Gouasmi et moi

Publié le 22 janvier 2009 par Edgar @edgarpoe
Ce texte a été rédigé par Olyvier, qui me l'a proposé.
Edgar

En sortant de chez moi samedi dernier, je suis tombé nez à nez avec la manifestation du Parti des Musulmans de France (P.M.F). J'ai observé quelques minutes, puis j'ai passé mon chemin, plus que mal à l'aise. La violence des slogans, la tension, mes propres peurs, tout ça n'aurait permis ni de comprendre, ni de débattre.

Quelques jours plus tard, j'ai découvert l'entretien que M. Gouasmi, président du centre Zahra, accordait aux radios présentes et je dois dire que cela m'a fait réfléchir (voir en fin d'article).

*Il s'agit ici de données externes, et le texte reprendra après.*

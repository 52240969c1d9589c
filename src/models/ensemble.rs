//! Per-task ensembles and the manifest that configures their membership.

use std::path::{Path, PathBuf};

use serde::Deserialize;
use tracing::{debug, info};

use crate::{
    error::{PipelineError, PipelineResult},
    models::{load_model, Classifier, Emotion, ModelOutput, Task},
    nlp::FeatureVector,
};

pub const MANIFEST_FILE: &str = "manifest.json";

/// Class order required of risk models: not at risk, then at risk.
pub const RISK_CLASSES: [usize; 2] = [0, 1];

/// Artifact listing found at the root of the models directory.
#[derive(Debug, Clone, Deserialize)]
pub struct Manifest {
    pub risk: TaskManifest,
    pub emotion: TaskManifest,
}

#[derive(Debug, Clone, Deserialize)]
pub struct TaskManifest {
    /// Vectorizer artifact, relative to the models directory.
    pub vectorizer: PathBuf,
    pub models: Vec<MemberManifest>,
}

#[derive(Debug, Clone, Deserialize)]
pub struct MemberManifest {
    pub name: String,
    pub path: PathBuf,
}

impl Manifest {
    pub fn load(models_dir: &Path) -> PipelineResult<Self> {
        let path = models_dir.join(MANIFEST_FILE);
        let raw = std::fs::read_to_string(&path).map_err(|e| PipelineError::init(&path, e))?;
        let manifest: Manifest =
            serde_json::from_str(&raw).map_err(|e| PipelineError::init(&path, e))?;
        for (task, section) in [(Task::Risk, &manifest.risk), (Task::Emotion, &manifest.emotion)] {
            if section.models.is_empty() {
                return Err(PipelineError::init(
                    &path,
                    format!("{task} ensemble lists no models"),
                ));
            }
        }
        Ok(manifest)
    }
}

/// A named ensemble member.
pub struct Member {
    pub name: String,
    pub model: Box<dyn Classifier>,
}

impl Member {
    pub fn new(name: impl Into<String>, model: Box<dyn Classifier>) -> Self {
        Self {
            name: name.into(),
            model,
        }
    }
}

impl std::fmt::Debug for Member {
    fn fmt(&self, f: &mut std::fmt::Formatter<'_>) -> std::fmt::Result {
        f.debug_struct("Member")
            .field("name", &self.name)
            .field("n_features", &self.model.n_features())
            .field("classes", &self.model.classes())
            .finish()
    }
}

/// Ordered members for both tasks; read-only once built.
#[derive(Debug)]
pub struct ModelEnsemble {
    risk: Vec<Member>,
    emotion: Vec<Member>,
}

impl ModelEnsemble {
    /// Assemble an ensemble, checking that every member fits its task.
    pub fn new(risk: Vec<Member>, emotion: Vec<Member>) -> PipelineResult<Self> {
        for (task, members) in [(Task::Risk, &risk), (Task::Emotion, &emotion)] {
            if members.is_empty() {
                return Err(PipelineError::init(
                    format!("{task} ensemble"),
                    "at least one model is required",
                ));
            }
        }
        // Column 1 of every risk distribution is read as the at-risk probability.
        for member in &risk {
            if member.model.classes() != RISK_CLASSES {
                return Err(PipelineError::init(
                    &member.name,
                    format!(
                        "risk models must use classes {RISK_CLASSES:?}, found {:?}",
                        member.model.classes()
                    ),
                ));
            }
        }
        for member in &emotion {
            if let Some(label) = member
                .model
                .classes()
                .iter()
                .find(|label| Emotion::from_index(**label).is_none())
            {
                return Err(PipelineError::init(
                    &member.name,
                    format!("class {label} is outside the emotion taxonomy"),
                ));
            }
        }
        Ok(Self { risk, emotion })
    }

    /// Load every member listed in the manifest.
    pub fn load(models_dir: &Path, manifest: &Manifest) -> PipelineResult<Self> {
        let load_task = |section: &TaskManifest| -> PipelineResult<Vec<Member>> {
            section
                .models
                .iter()
                .map(|entry| {
                    let model = load_model(&models_dir.join(&entry.path))?;
                    Ok(Member::new(entry.name.clone(), model))
                })
                .collect()
        };
        let ensemble = Self::new(load_task(&manifest.risk)?, load_task(&manifest.emotion)?)?;
        info!(
            risk = ensemble.len(Task::Risk),
            emotion = ensemble.len(Task::Emotion),
            "model ensemble ready"
        );
        Ok(ensemble)
    }

    pub fn members(&self, task: Task) -> &[Member] {
        match task {
            Task::Risk => &self.risk,
            Task::Emotion => &self.emotion,
        }
    }

    pub fn len(&self, task: Task) -> usize {
        self.members(task).len()
    }

    /// Fail unless every member of `task` expects `dimension` features.
    pub fn check_dimension(&self, task: Task, dimension: usize) -> PipelineResult<()> {
        match self
            .members(task)
            .iter()
            .find(|m| m.model.n_features() != dimension)
        {
            Some(member) => Err(PipelineError::init(
                &member.name,
                format!(
                    "expects {} features but the {task} vocabulary has {dimension}",
                    member.model.n_features()
                ),
            )),
            None => Ok(()),
        }
    }

    /// One two-way probability distribution per risk member.
    pub fn score_risk(&self, x: &FeatureVector) -> PipelineResult<Vec<ModelOutput>> {
        self.risk
            .iter()
            .map(|member| {
                check_width(Task::Risk, member, x)?;
                let proba = member.model.predict_proba(x);
                if proba.len() != 2 {
                    return Err(PipelineError::shape(
                        Task::Risk,
                        &member.name,
                        format!("expected 2 probabilities, got {}", proba.len()),
                    ));
                }
                debug!(model = %member.name, ?proba, "risk score");
                Ok(ModelOutput::Distribution(proba))
            })
            .collect()
    }

    /// One emotion label per emotion member.
    pub fn score_emotion(&self, x: &FeatureVector) -> PipelineResult<Vec<ModelOutput>> {
        self.emotion
            .iter()
            .map(|member| {
                check_width(Task::Emotion, member, x)?;
                let label = member.model.predict_label(x).ok_or_else(|| {
                    PipelineError::shape(
                        Task::Emotion,
                        &member.name,
                        format!(
                            "probabilities do not line up with its {} classes",
                            member.model.classes().len()
                        ),
                    )
                })?;
                if Emotion::from_index(label).is_none() {
                    return Err(PipelineError::shape(
                        Task::Emotion,
                        &member.name,
                        format!("label {label} is outside the emotion taxonomy"),
                    ));
                }
                debug!(model = %member.name, label, "emotion vote");
                Ok(ModelOutput::Label(label))
            })
            .collect()
    }
}

fn check_width(task: Task, member: &Member, x: &FeatureVector) -> PipelineResult<()> {
    if x.len() == member.model.n_features() {
        Ok(())
    } else {
        Err(PipelineError::shape(
            task,
            &member.name,
            format!(
                "received {} features, expects {}",
                x.len(),
                member.model.n_features()
            ),
        ))
    }
}
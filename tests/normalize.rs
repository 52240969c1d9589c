use proptest::prelude::*;
use risk_triage::nlp::TextNormalizer;

#[test]
fn empty_input_normalizes_to_empty() {
    assert_eq!(TextNormalizer::english().normalize(""), "");
}

#[test]
fn greeting_keeps_content_words() {
    assert_eq!(
        TextNormalizer::english().normalize("Hello, World!!!"),
        "hello world"
    );
}

#[test]
fn stop_words_drop_and_spacing_collapses() {
    assert_eq!(
        TextNormalizer::english().normalize("  I feel   very sad\tand hopeless. "),
        "feel sad hopeless"
    );
}

#[test]
fn common_plurals_reduce_to_nouns() {
    assert_eq!(
        TextNormalizer::english().normalize("hours dreams pills moments hands cuts scars nightmares"),
        "hour dream pill moment hand cut scar nightmare"
    );
}

#[test]
fn irregular_and_invariant_nouns() {
    assert_eq!(
        TextNormalizer::english().normalize("wolves geese crises glasses news people"),
        "wolf goose crisis glass news people"
    );
}

fn words() -> impl Strategy<Value = String> {
    prop::collection::vec(
        prop::sample::select(vec![
            "Friends", "children", "the", "bosses", "LIVES", "hopeless", "sad,", "don't",
            "stories!", "is", "watches", "feelings.", "leaves", "I", "men", "glasses",
        ]),
        0..16,
    )
    .prop_map(|words| words.join(" "))
}

proptest! {
    #[test]
    fn normalize_is_idempotent(text in "[A-Za-z0-9 ,.!?'\t-]{0,80}") {
        let normalizer = TextNormalizer::english();
        let once = normalizer.normalize(&text);
        prop_assert_eq!(normalizer.normalize(&once), once);
    }

    #[test]
    fn normalize_is_idempotent_on_dictionary_words(text in words()) {
        let normalizer = TextNormalizer::english();
        let once = normalizer.normalize(&text);
        prop_assert!(!once.contains("  "));
        prop_assert_eq!(normalizer.normalize(&once), once);
    }

    #[test]
    fn normalize_never_panics(text in "\\PC{0,64}") {
        let normalized = TextNormalizer::english().normalize(&text);
        prop_assert!(!normalized.chars().any(|c| c.is_ascii_punctuation()));
    }
}
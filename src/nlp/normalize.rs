//! Deterministic text cleaning applied before vectorization.

use tracing::info;

use crate::{
    config::Settings,
    error::PipelineResult,
    nlp::lexicon::{Lemmatizer, StopWords},
};

/// Lowercase, strip punctuation, drop stop words, lemmatize.
#[derive(Debug, Clone)]
pub struct TextNormalizer {
    stop_words: StopWords,
    lemmatizer: Lemmatizer,
}

impl TextNormalizer {
    pub fn new(stop_words: StopWords, lemmatizer: Lemmatizer) -> Self {
        let lemmatizer = lemmatizer.exclude(&stop_words);
        Self {
            stop_words,
            lemmatizer,
        }
    }

    /// Normalizer backed by the bundled English resources.
    pub fn english() -> Self {
        Self::new(StopWords::english(), Lemmatizer::english())
    }

    /// Build from configured resource paths, falling back to bundled ones.
    pub fn from_settings(settings: &Settings) -> PipelineResult<Self> {
        let stop_words = match &settings.stopwords_path {
            Some(path) => StopWords::from_path(path)?,
            None => StopWords::english(),
        };
        let lemmatizer = match &settings.lemmas_path {
            Some(path) => Lemmatizer::from_path(path)?,
            None => Lemmatizer::english(),
        };
        info!(stop_words = stop_words.len(), "text normalizer ready");
        Ok(Self::new(stop_words, lemmatizer))
    }

    pub fn normalize(&self, text: &str) -> String {
        let cleaned: String = text
            .to_lowercase()
            .chars()
            .filter(|c| !c.is_ascii_punctuation())
            .collect();
        cleaned
            .split_whitespace()
            .filter(|token| !self.stop_words.contains(token))
            .map(|token| self.lemmatizer.lemmatize(token))
            .collect::<Vec<_>>()
            .join(" ")
    }
}
//! Strategies that fold per-model outputs into one decision per task.

use indexmap::IndexMap;

use crate::{
    error::{PipelineError, PipelineResult},
    models::{ModelOutput, Task},
};

/// Risk decision threshold applied to the averaged at-risk probability.
pub const DEFAULT_RISK_THRESHOLD: f64 = 0.5;

/// How ties between equally voted labels are resolved.
#[derive(Debug, Clone, Copy, PartialEq, Eq, Default)]
pub enum TieBreak {
    /// The tied label that appears earliest in ensemble order wins.
    #[default]
    FirstEncountered,
}

/// Aggregation strategy, chosen per task.
#[derive(Debug, Clone, Copy, PartialEq)]
pub enum AggregationPolicy {
    /// Elementwise mean of distributions; positive iff mean[1] >= threshold.
    MeanThreshold { threshold: f64 },
    /// Most frequent label, ties resolved by `tie_break`.
    PluralityVote { tie_break: TieBreak },
}

/// Outcome of applying a policy.
#[derive(Debug, Clone, PartialEq)]
pub enum Verdict {
    Threshold {
        mean: Vec<f64>,
        positive: f64,
        accepted: bool,
    },
    Vote {
        label: usize,
        votes: usize,
    },
}

impl AggregationPolicy {
    pub fn mean_threshold(threshold: f64) -> Self {
        Self::MeanThreshold { threshold }
    }

    pub fn plurality() -> Self {
        Self::PluralityVote {
            tie_break: TieBreak::FirstEncountered,
        }
    }

    /// Fold `outputs` for `task`; fails on an empty or wrongly shaped list.
    pub fn aggregate(&self, task: Task, outputs: &[ModelOutput]) -> PipelineResult<Verdict> {
        if outputs.is_empty() {
            return Err(PipelineError::shape(task, "<ensemble>", "no model outputs"));
        }
        match *self {
            Self::MeanThreshold { threshold } => {
                let distributions = outputs
                    .iter()
                    .enumerate()
                    .map(|(idx, output)| match output {
                        ModelOutput::Distribution(p) if p.len() == 2 => Ok(p.as_slice()),
                        other => Err(PipelineError::shape(
                            task,
                            format!("member {idx}"),
                            format!("expected a two-way distribution, got {other:?}"),
                        )),
                    })
                    .collect::<PipelineResult<Vec<_>>>()?;
                let mean = mean_distribution(&distributions);
                let positive = mean[1];
                Ok(Verdict::Threshold {
                    accepted: positive >= threshold,
                    positive,
                    mean,
                })
            }
            Self::PluralityVote { tie_break } => {
                let labels = outputs
                    .iter()
                    .enumerate()
                    .map(|(idx, output)| match output {
                        ModelOutput::Label(label) => Ok(*label),
                        other => Err(PipelineError::shape(
                            task,
                            format!("member {idx}"),
                            format!("expected a discrete label, got {other:?}"),
                        )),
                    })
                    .collect::<PipelineResult<Vec<_>>>()?;
                let (label, votes) = plurality(&labels, tie_break)
                    .ok_or_else(|| PipelineError::shape(task, "<ensemble>", "no votes cast"))?;
                Ok(Verdict::Vote { label, votes })
            }
        }
    }
}

/// Elementwise arithmetic mean of equally sized distributions.
pub fn mean_distribution(distributions: &[&[f64]]) -> Vec<f64> {
    let width = distributions.first().map(|d| d.len()).unwrap_or(0);
    let mut sums = vec![0.0; width];
    for distribution in distributions {
        for (acc, p) in sums.iter_mut().zip(distribution.iter()) {
            *acc += p;
        }
    }
    let n = distributions.len() as f64;
    sums.into_iter().map(|s| s / n).collect()
}

/// Winning label and its vote count, or `None` when nobody voted.
pub fn plurality<T>(labels: &[T], tie_break: TieBreak) -> Option<(T, usize)>
where
    T: Copy + Eq + std::hash::Hash,
{
    // IndexMap keeps first-appearance order for the tie scan below.
    let mut counts: IndexMap<T, usize> = IndexMap::new();
    for label in labels {
        *counts.entry(*label).or_insert(0) += 1;
    }
    match tie_break {
        TieBreak::FirstEncountered => {
            let mut best: Option<(T, usize)> = None;
            for (label, count) in counts {
                if best.map_or(true, |(_, top)| count > top) {
                    best = Some((label, count));
                }
            }
            best
        }
    }
}
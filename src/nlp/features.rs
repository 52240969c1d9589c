//! TF-IDF feature encoding against pre-fitted vocabularies.

use std::{collections::HashMap, path::Path};

use ndarray::Array1;
use once_cell::sync::Lazy;
use regex::Regex;
use serde::Deserialize;
use tracing::{debug, info};

use crate::error::{PipelineError, PipelineResult};

/// Dense per-task feature vector.
pub type FeatureVector = Array1<f64>;

const DEFAULT_TOKEN_PATTERN: &str = r"(?u)\b\w\w+\b";

static DEFAULT_TOKENIZER: Lazy<Regex> =
    Lazy::new(|| Regex::new(DEFAULT_TOKEN_PATTERN).expect("valid regex"));

#[derive(Debug, Clone, Copy, Deserialize, PartialEq, Eq)]
#[serde(rename_all = "lowercase")]
pub enum Norm {
    L1,
    L2,
}

/// On-disk export of a fitted TF-IDF vectorizer.
#[derive(Debug, Deserialize)]
struct VectorizerArtifact {
    vocabulary: HashMap<String, usize>,
    idf: Vec<f64>,
    #[serde(default = "default_norm")]
    norm: Option<Norm>,
    #[serde(default)]
    sublinear_tf: bool,
    #[serde(default = "default_token_pattern")]
    token_pattern: String,
    #[serde(default = "default_ngram_range")]
    ngram_range: (usize, usize),
}

fn default_norm() -> Option<Norm> {
    Some(Norm::L2)
}

fn default_token_pattern() -> String {
    DEFAULT_TOKEN_PATTERN.to_string()
}

fn default_ngram_range() -> (usize, usize) {
    (1, 1)
}

/// Read-only TF-IDF vocabulary; one instance per task.
#[derive(Debug, Clone)]
pub struct TfidfVectorizer {
    vocabulary: HashMap<String, usize>,
    idf: Vec<f64>,
    norm: Option<Norm>,
    sublinear_tf: bool,
    token_pattern: Regex,
    ngram_range: (usize, usize),
}

impl TfidfVectorizer {
    /// Load and validate a vectorizer artifact.
    pub fn load(path: &Path) -> PipelineResult<Self> {
        let raw = std::fs::read_to_string(path).map_err(|e| PipelineError::init(path, e))?;
        let artifact: VectorizerArtifact =
            serde_json::from_str(&raw).map_err(|e| PipelineError::init(path, e))?;
        let vectorizer = Self::from_artifact(artifact).map_err(|e| PipelineError::init(path, e))?;
        info!(
            path = %path.display(),
            dimension = vectorizer.dimension(),
            "loaded tf-idf vocabulary"
        );
        Ok(vectorizer)
    }

    /// Build from in-memory parts with the default analyzer settings.
    pub fn from_parts(vocabulary: HashMap<String, usize>, idf: Vec<f64>) -> Result<Self, String> {
        Self::from_artifact(VectorizerArtifact {
            vocabulary,
            idf,
            norm: default_norm(),
            sublinear_tf: false,
            token_pattern: default_token_pattern(),
            ngram_range: default_ngram_range(),
        })
    }

    fn from_artifact(artifact: VectorizerArtifact) -> Result<Self, String> {
        let dimension = artifact.idf.len();
        if artifact.vocabulary.len() != dimension {
            return Err(format!(
                "vocabulary has {} terms but idf has {} weights",
                artifact.vocabulary.len(),
                dimension
            ));
        }
        if let Some((term, idx)) = artifact
            .vocabulary
            .iter()
            .find(|(_, &idx)| idx >= dimension)
        {
            return Err(format!("term `{term}` maps to column {idx} outside {dimension}"));
        }
        if artifact.idf.iter().any(|w| !w.is_finite()) {
            return Err("idf weights must be finite".into());
        }
        let (min_n, max_n) = artifact.ngram_range;
        if min_n == 0 || min_n > max_n {
            return Err(format!("invalid ngram range ({min_n}, {max_n})"));
        }
        let token_pattern = if artifact.token_pattern == DEFAULT_TOKEN_PATTERN {
            DEFAULT_TOKENIZER.clone()
        } else {
            Regex::new(&artifact.token_pattern)
                .map_err(|e| format!("invalid token pattern: {e}"))?
        };
        Ok(Self {
            vocabulary: artifact.vocabulary,
            idf: artifact.idf,
            norm: artifact.norm,
            sublinear_tf: artifact.sublinear_tf,
            token_pattern,
            ngram_range: artifact.ngram_range,
        })
    }

    pub fn dimension(&self) -> usize {
        self.idf.len()
    }

    /// Encode normalized text; empty input gives the zero vector.
    pub fn encode(&self, normalized: &str) -> PipelineResult<FeatureVector> {
        let mut vector = Array1::<f64>::zeros(self.dimension());
        for term in self.analyze(normalized) {
            if let Some(&idx) = self.vocabulary.get(&term) {
                vector[idx] += 1.0;
            }
        }
        if self.sublinear_tf {
            vector.mapv_inplace(|tf| if tf > 0.0 { 1.0 + tf.ln() } else { 0.0 });
        }
        for (value, weight) in vector.iter_mut().zip(&self.idf) {
            *value *= weight;
        }
        let magnitude = match self.norm {
            Some(Norm::L2) => vector.dot(&vector).sqrt(),
            Some(Norm::L1) => vector.iter().map(|v| v.abs()).sum(),
            None => 0.0,
        };
        if magnitude > 0.0 {
            vector /= magnitude;
        }
        if vector.iter().any(|v| !v.is_finite()) {
            return Err(PipelineError::Encoding(
                "tf-idf weighting produced a non-finite value".into(),
            ));
        }
        debug!(
            nnz = vector.iter().filter(|v| **v != 0.0).count(),
            "encoded text"
        );
        Ok(vector)
    }

    fn analyze(&self, text: &str) -> Vec<String> {
        let lowered = text.to_lowercase();
        let tokens: Vec<&str> = self
            .token_pattern
            .find_iter(&lowered)
            .map(|m| m.as_str())
            .collect();
        let (min_n, max_n) = self.ngram_range;
        let mut terms = Vec::new();
        for n in min_n..=max_n.min(tokens.len()) {
            terms.extend(tokens.windows(n).map(|window| window.join(" ")));
        }
        terms
    }
}
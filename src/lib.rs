//! Ensemble text screening for suicide-risk and emotion signals.
//!
//! Pre-fitted TF-IDF vocabularies and classifier ensembles are loaded once
//! into an immutable [`inference::InferenceContext`]; each request runs
//! normalize → encode → score → aggregate without touching shared state.

pub mod api;
pub mod cli;
pub mod config;
pub mod data;
pub mod error;
pub mod inference;
pub mod logging;
pub mod models;
pub mod nlp;

pub use error::{PipelineError, PipelineResult};
pub use inference::{AggregatedResult, InferencePipeline};
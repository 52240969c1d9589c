//! Text preprocessing: normalization resources and feature encoding.

pub mod features;
pub mod lexicon;
pub mod normalize;

pub use features::{FeatureVector, TfidfVectorizer};
pub use lexicon::{Lemmatizer, StopWords};
pub use normalize::TextNormalizer;
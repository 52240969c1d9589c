//! CLI entry-point for validating model artifacts.

use anyhow::{Context, Result};
use tracing::{info, instrument};

use crate::{config::Settings, inference::InferencePipeline, models::Task};

#[instrument(skip(settings))]
pub async fn run(settings: Settings) -> Result<()> {
    let pipeline = InferencePipeline::load(&settings).context("loading inference artifacts")?;
    let context = pipeline.context();
    for task in [Task::Risk, Task::Emotion] {
        let members: Vec<&str> = context
            .ensemble()
            .members(task)
            .iter()
            .map(|m| m.name.as_str())
            .collect();
        info!(%task, dimension = context.vectorizer(task).dimension(), ?members, "ensemble ok");
        println!(
            "{task}: {} features, {} models ({})",
            context.vectorizer(task).dimension(),
            members.len(),
            members.join(", ")
        );
    }
    Ok(())
}
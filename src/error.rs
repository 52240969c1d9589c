//! Typed failures surfaced by the inference pipeline.

use std::path::PathBuf;

use thiserror::Error;

use crate::models::Task;

/// Single structured failure for any pipeline stage.
#[derive(Debug, Error)]
pub enum PipelineError {
    /// A required artifact is missing, unreadable, or structurally invalid.
    #[error("failed to initialise {artifact}: {reason}")]
    Initialization { artifact: PathBuf, reason: String },

    /// Normalized text could not be encoded against a vocabulary.
    #[error("encoding failed: {0}")]
    Encoding(String),

    /// A member's output does not have the shape its task requires.
    #[error("{task} model `{model}` produced an unexpected output: {reason}")]
    EnsembleShapeMismatch {
        task: Task,
        model: String,
        reason: String,
    },
}

impl PipelineError {
    pub fn init(artifact: impl Into<PathBuf>, reason: impl ToString) -> Self {
        Self::Initialization {
            artifact: artifact.into(),
            reason: reason.to_string(),
        }
    }

    pub fn shape(task: Task, model: impl Into<String>, reason: impl Into<String>) -> Self {
        Self::EnsembleShapeMismatch {
            task,
            model: model.into(),
            reason: reason.into(),
        }
    }
}

pub type PipelineResult<T> = Result<T, PipelineError>;
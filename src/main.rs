//! Entry point wiring CLI dispatch to the screening pipeline.

use anyhow::Result;
use risk_triage::{cli::Cli, config::Settings, logging};
use tracing::{info, instrument};

#[tokio::main]
#[instrument]
async fn main() -> Result<()> {
    logging::init_tracing()?;
    let settings = Settings::load()?;
    let cli = Cli::parse();

    info!(?cli, "starting command");
    cli.dispatch(settings).await
}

Bien sûr, M. Gouasmi n'est pas présentable. Il ne sait pas être ce que Harlem Désir sut incarner, une image proprette d'une réalité délicate et qui clive. Comme le Betar, côté sioniste, M. Gouasmi ne s'embarrasse pas trop de modération. Il ne semble pas « ouvert au dialogue » comme il est bon de l'être chez nous. Il n'intègre pas la logique de l'autre comme une possibilité d'être. On peut même être certains que discuter son propos aujourd'hui revient à prendre pour l'avenir le risque d'une forme de complicité avec ce qui ne manquera de se produire (du dérapage verbal au passage à l'acte criminel dans une société à cran). Mais je sais aussi qu'à force de ne pas parler du « diable », ou avec lui, on finit par ne pas saisir celui qui se tapit au fond de nous.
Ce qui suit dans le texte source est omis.